Characterization of soils properties associated with suppression of Fusarium wilt in spinach seed crops, and development of a quantitative molecular assay for Fusarium oxysporum f. sp. spinaciae.

Project Overview

GW08-005
Project Type: Graduate Student
Funds awarded in 2008: $19,960.00
Projected End Date: 12/31/2010
Region: Western
State: Washington
Graduate Student:
Emily Gatch
Email
Principal Investigator:
Dr. Lindsey du Toit
Email
Washington State University

Commodities

  • Vegetables: greens (leafy)

Practices

  • Crop Production: foliar feeding, tissue analysis
  • Education and Training: extension, on-farm/ranch research, participatory research
  • Farm Business Management: risk management
  • Pest Management: cultural control, economic threshold, integrated pest management, physical control
  • Soil Management: soil analysis

    Project objectives from proposal:

    Project Description

    (a) Statement of Problem
    The long, dry summer days with mild temperatures in the maritime Pacific Northwest (PNW) make this the only region of the U.S. suitable for spinach seed production (5). As a result, Washington and Oregon seed growers produce up to 50% of the U.S. and 25% of the world spinach seed supply annually (5). However, the acidic soils of this region are highly conducive to Fusarium wilt of spinach (5). The disease is caused by the soilborne fungus Fusarium oxysporum f. sp. spinaciae, and has become the most limiting factor for spinach seed production in the U.S. (5). Management of the disease by soil fumigation is cost-prohibitive, so growers avoid significant yield losses from this disease by crop rotations of 12-15 years for susceptible parent lines, and 8-10 years for partially resistant lines. Although cultivars with partial resistance are available, most carry little or no resistance. Also, growers have no choice of the lines they are contracted to grow for seed. In contrast, spinach seed is grown on alkaline, calcareous soils in Denmark on 4- to 5-year rotations without losses to Fusarium wilt (3). Lime amendments have been shown to decrease significantly the severity of diseases caused by formae speciales of F. oxysporum (4,8,9) and other soilborne pathogens (7,12). This includes research by du Toit et al. (4), funded by the Puget Sound Seed Growers’ Assoc., on calcitic lime (CaCO3) applications for control of spinach Fusarium wilt. The mechanism(s) of control have been associated with a complex of factors, including micronutrient deficiencies incurred by the pathogen under alkaline soils and/or greater capacity of antagonistic bacterial populations in the soil (1,2).

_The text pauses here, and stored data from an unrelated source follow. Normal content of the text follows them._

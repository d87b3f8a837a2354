use anyhow::{Context, Result};
use std::env;
use std::path::{Path, PathBuf};
use std::str::FromStr;

pub struct Config {
    pub data_path: String,
    pub videos_dir: String,
    pub thumbs_dir: String,
    pub catalog_path: String,
    pub host: String,
    pub port: u16,
    pub ffmpeg_bin: String,
    pub thumbnail_width: u32,
    pub thumbnail_seek: String,
    pub content_type: String,
    pub stream_chunk_size: usize,
    pub thumbnail_prewarm: bool,
}

impl Config {
    pub fn from_env() -> Result<Self> {
        let data_path = env::var("DATA_PATH").unwrap_or(".".to_string());
        let videos_dir = format!("{}/videos", data_path);
        let thumbs_dir = format!("{}/thumbs", data_path);
        let catalog_path =
            env::var("CATALOG_PATH").unwrap_or(format!("{}/videos.json", data_path));

        let host = env::var("WEBSERVER_HOST").unwrap_or("127.0.0.1".to_string());
        let port = parse_var("WEBSERVER_PORT", 3001)?;

        let ffmpeg_bin = env::var("FFMPEG_BIN").unwrap_or("ffmpeg".to_string());
        let thumbnail_width = parse_var("THUMBNAIL_WIDTH", 320)?;
        let thumbnail_seek = env::var("THUMBNAIL_SEEK").unwrap_or("00:00:01".to_string());

        let content_type = env::var("VIDEO_CONTENT_TYPE").unwrap_or("video/mp4".to_string());
        let stream_chunk_size = parse_var("STREAM_CHUNK_SIZE", 1024 * 1024)?;
        if stream_chunk_size == 0 {
            anyhow::bail!("STREAM_CHUNK_SIZE must be greater than zero");
        }
        let thumbnail_prewarm = parse_var("THUMBNAIL_PREWARM", false)?;

        Ok(Self {
            data_path,
            videos_dir,
            thumbs_dir,
            catalog_path,
            host,
            port,
            ffmpeg_bin,
            thumbnail_width,
            thumbnail_seek,
            content_type,
            stream_chunk_size,
            thumbnail_prewarm,
        })
    }

    pub fn videos_path(&self) -> PathBuf {
        PathBuf::from(&self.videos_dir)
    }

    pub fn thumbs_path(&self) -> PathBuf {
        PathBuf::from(&self.thumbs_dir)
    }

    pub fn catalog_file(&self) -> &Path {
        Path::new(&self.catalog_path)
    }
}

fn parse_var<T>(name: &str, default: T) -> Result<T>
where
    T: FromStr,
    T::Err: std::error::Error + Send + Sync + 'static,
{
    match env::var(name) {
        Ok(raw) => raw
            .trim()
            .parse()
            .with_context(|| format!("{name} has an invalid value: {raw:?}")),
        Err(_) => Ok(default),
    }
}

#[cfg(test)]
mod tests {
    use super::*;

    #[test]
    fn parse_var_falls_back_to_default_when_unset() {
        let port: u16 = parse_var("VIDSERVE_TEST_UNSET_PORT", 3001).unwrap();
        assert_eq!(port, 3001);
    }

    #[test]
    fn parse_var_rejects_garbage() {
        env::set_var("VIDSERVE_TEST_BAD_PORT", "not-a-port");
        let err = parse_var::<u16>("VIDSERVE_TEST_BAD_PORT", 3001).unwrap_err();
        assert!(err.to_string().contains("VIDSERVE_TEST_BAD_PORT"));
    }
}
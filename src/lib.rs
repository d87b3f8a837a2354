pub mod catalog;
pub mod config;
pub mod streaming;
pub mod thumbnails;
pub mod web;
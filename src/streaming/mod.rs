pub mod range;
pub mod streamer;

pub use range::{resolve, ByteRange, Decision, RangeError};
pub use streamer::{stream, MediaFile};
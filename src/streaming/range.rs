use lazy_static::lazy_static;
use regex::Regex;
use thiserror::Error;

lazy_static! {
    static ref RANGE_PATTERN: Regex = Regex::new(r"^(?i:bytes)=\s*(\d*)\s*-\s*(\d*)$").unwrap();
}

/// Inclusive byte interval within a file of `total_size` bytes.
///
/// Always satisfies `start <= end < total_size`.
#[derive(Debug, Clone, Copy, PartialEq, Eq)]
pub struct ByteRange {
    pub start: u64,
    pub end: u64,
    pub total_size: u64,
}

impl ByteRange {
    pub fn chunk_length(&self) -> u64 {
        self.end - self.start + 1
    }

    pub fn content_range(&self) -> String {
        format!("bytes {}-{}/{}", self.start, self.end, self.total_size)
    }
}

#[derive(Debug, Clone, Copy, PartialEq, Eq)]
pub enum Decision {
    FullBody { length: u64 },
    Partial(ByteRange),
}

#[derive(Debug, Error, PartialEq, Eq)]
pub enum RangeError {
    #[error("malformed range header: {0:?}")]
    Malformed(String),
    #[error("range not satisfiable for a {total_size} byte file")]
    Unsatisfiable { total_size: u64 },
}

/// Resolves an optional `Range` header against a file of `total_size` bytes.
///
/// Accepts `bytes=<start>-<end>`, `bytes=<start>-` and the suffix form
/// `bytes=-<len>`. Anything else, reversed bounds and bounds past the end of
/// the file are rejected so the caller can answer 416 instead of streaming a
/// nonsensical interval.
pub fn resolve(range_header: Option<&str>, total_size: u64) -> Result<Decision, RangeError> {
    let Some(raw) = range_header else {
        return Ok(Decision::FullBody { length: total_size });
    };

    let caps = RANGE_PATTERN
        .captures(raw.trim())
        .ok_or_else(|| RangeError::Malformed(raw.to_string()))?;
    let start_str = &caps[1];
    let end_str = &caps[2];

    let parse = |s: &str| {
        s.parse::<u64>()
            .map_err(|_| RangeError::Malformed(raw.to_string()))
    };
    let unsatisfiable = RangeError::Unsatisfiable { total_size };

    let (start, end) = match (start_str.is_empty(), end_str.is_empty()) {
        (true, true) => return Err(RangeError::Malformed(raw.to_string())),
        (true, false) => {
            let suffix = parse(end_str)?;
            if suffix == 0 || total_size == 0 {
                return Err(unsatisfiable);
            }
            (total_size.saturating_sub(suffix), total_size - 1)
        }
        (false, true) => {
            let start = parse(start_str)?;
            if total_size == 0 {
                return Err(unsatisfiable);
            }
            (start, total_size - 1)
        }
        (false, false) => (parse(start_str)?, parse(end_str)?),
    };

    if start > end || end >= total_size {
        return Err(unsatisfiable);
    }

    Ok(Decision::Partial(ByteRange {
        start,
        end,
        total_size,
    }))
}
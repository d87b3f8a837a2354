use std::collections::HashMap;
use std::path::{Path, PathBuf};
use std::sync::Arc;
use thiserror::Error;
use tokio::fs;
use tokio::sync::{watch, Mutex};
use tracing::{debug, error, info};

use crate::thumbnails::extractor::FrameExtractor;

#[derive(Debug, Clone, Error, PartialEq, Eq)]
pub enum ThumbnailError {
    #[error("video id {0:?} cannot be used as a thumbnail name")]
    InvalidId(String),
    #[error("thumbnail generation failed: {0}")]
    Generation(String),
}

type Outcome = Result<PathBuf, ThumbnailError>;
type Ticket = watch::Receiver<Option<Outcome>>;

/// On-disk preview cache keyed by video id.
///
/// A missing thumbnail is generated at most once at a time per id: concurrent
/// callers subscribe to the in-flight generation and all see its outcome.
/// Finished thumbnails are never regenerated or expired.
#[derive(Clone)]
pub struct ThumbnailCache {
    dir: PathBuf,
    extractor: Arc<dyn FrameExtractor>,
    in_flight: Arc<Mutex<HashMap<String, Ticket>>>,
}

impl ThumbnailCache {
    pub fn new(dir: impl Into<PathBuf>, extractor: Arc<dyn FrameExtractor>) -> Self {
        Self {
            dir: dir.into(),
            extractor,
            in_flight: Arc::new(Mutex::new(HashMap::new())),
        }
    }

    pub fn dir(&self) -> &Path {
        &self.dir
    }

    pub fn thumbnail_path(&self, video_id: &str) -> Result<PathBuf, ThumbnailError> {
        if !is_path_safe(video_id) {
            return Err(ThumbnailError::InvalidId(video_id.to_string()));
        }
        Ok(self.dir.join(format!("{}.jpg", video_id)))
    }

    /// Returns the thumbnail for `video_id`, generating it from `source` if needed.
    pub async fn get_or_create(&self, video_id: &str, source: &Path) -> Outcome {
        let thumb_path = self.thumbnail_path(video_id)?;

        if exists(&thumb_path).await {
            return Ok(thumb_path);
        }

        let mut ticket = {
            let mut in_flight = self.in_flight.lock().await;
            match in_flight.get(video_id) {
                Some(ticket) => {
                    debug!("Waiting for in-flight thumbnail generation for {}", video_id);
                    ticket.clone()
                }
                None => {
                    // A generation may have finished since the check above.
                    if exists(&thumb_path).await {
                        return Ok(thumb_path);
                    }
                    let (tx, rx) = watch::channel(None);
                    in_flight.insert(video_id.to_string(), rx.clone());
                    self.spawn_generation(video_id.to_string(), source.to_path_buf(), tx);
                    rx
                }
            }
        };

        let outcome = match ticket.wait_for(Option::is_some).await {
            Ok(outcome) => outcome.clone(),
            Err(_) => None,
        };
        outcome.unwrap_or_else(|| {
            Err(ThumbnailError::Generation(
                "generation task ended without a result".to_string(),
            ))
        })
    }

    /// Generates missing thumbnails for `videos` one after another in the background.
    pub fn prewarm(&self, videos: Vec<(String, PathBuf)>) -> tokio::task::JoinHandle<()> {
        let cache = self.clone();
        tokio::spawn(async move {
            for (id, source) in videos {
                if let Err(e) = cache.get_or_create(&id, &source).await {
                    error!("Failed to prewarm thumbnail for {}: {}", id, e);
                }
            }
        })
    }

    // Generation is id-scoped: it keeps running when the requester that
    // started it goes away. It runs in its own inner task so a panicking
    // extractor still clears the ticket.
    fn spawn_generation(&self, video_id: String, source: PathBuf, tx: watch::Sender<Option<Outcome>>) {
        let cache = self.clone();
        tokio::spawn(async move {
            info!("Generating thumbnail for video: {}", video_id);
            let task = {
                let cache = cache.clone();
                let video_id = video_id.clone();
                tokio::spawn(async move { cache.generate(&video_id, &source).await })
            };

            let outcome = match task.await {
                Ok(outcome) => outcome,
                Err(e) => {
                    let _ = fs::remove_file(cache.partial_path(&video_id)).await;
                    Err(ThumbnailError::Generation(format!("generation task failed: {}", e)))
                }
            };

            match &outcome {
                Ok(path) => info!("Thumbnail ready for {}: {}", video_id, path.display()),
                Err(e) => error!("Failed to generate thumbnail for {}: {}", video_id, e),
            }

            // Clear the ticket and publish under the lock so a later caller
            // either sees the finished file or starts a fresh attempt.
            let mut in_flight = cache.in_flight.lock().await;
            in_flight.remove(&video_id);
            let _ = tx.send(Some(outcome));
        });
    }

    // Ids never start with '.', so this cannot name another id's thumbnail.
    fn partial_path(&self, video_id: &str) -> PathBuf {
        self.dir.join(format!(".{}.part.jpg", video_id))
    }

    async fn generate(&self, video_id: &str, source: &Path) -> Outcome {
        let thumb_path = self.thumbnail_path(video_id)?;
        let partial_path = self.partial_path(video_id);

        fs::create_dir_all(&self.dir).await.map_err(|e| {
            ThumbnailError::Generation(format!(
                "failed to create thumbs directory {}: {}",
                self.dir.display(),
                e
            ))
        })?;

        if let Err(e) = self.extractor.generate_preview(source, &partial_path).await {
            let _ = fs::remove_file(&partial_path).await;
            return Err(ThumbnailError::Generation(e.to_string()));
        }

        match fs::rename(&partial_path, &thumb_path).await {
            Ok(()) => Ok(thumb_path),
            Err(e) => {
                let _ = fs::remove_file(&partial_path).await;
                Err(ThumbnailError::Generation(format!(
                    "no thumbnail produced at {}: {}",
                    partial_path.display(),
                    e
                )))
            }
        }
    }
}

fn is_path_safe(id: &str) -> bool {
    !id.is_empty()
        && !id.starts_with('.')
        && id
            .chars()
            .all(|c| c.is_ascii_alphanumeric() || matches!(c, '-' | '_' | '.'))
}

async fn exists(path: &Path) -> bool {
    fs::try_exists(path).await.unwrap_or(false)
}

Higher soil pH affects availability of nutrients in the soil, including zinc, manganese, and iron, which affects aggressiveness of some plant pathogens (2). In addition, growth of bacterial populations antagonistic to F. oxysporum is favored at neutral soil pH and adequate soil moisture (1). Spinach seed growers in western Washington do not know until March 1st each year into which fields their crops will be planted, because the locations of the seed crops are finalized on March 1st to avoid unwanted cross-pollination among crops. Therefore, rapidly dissolving hydrated lime, Ca(OH)2, should be evaluated as a tool for soil pH change and disease control.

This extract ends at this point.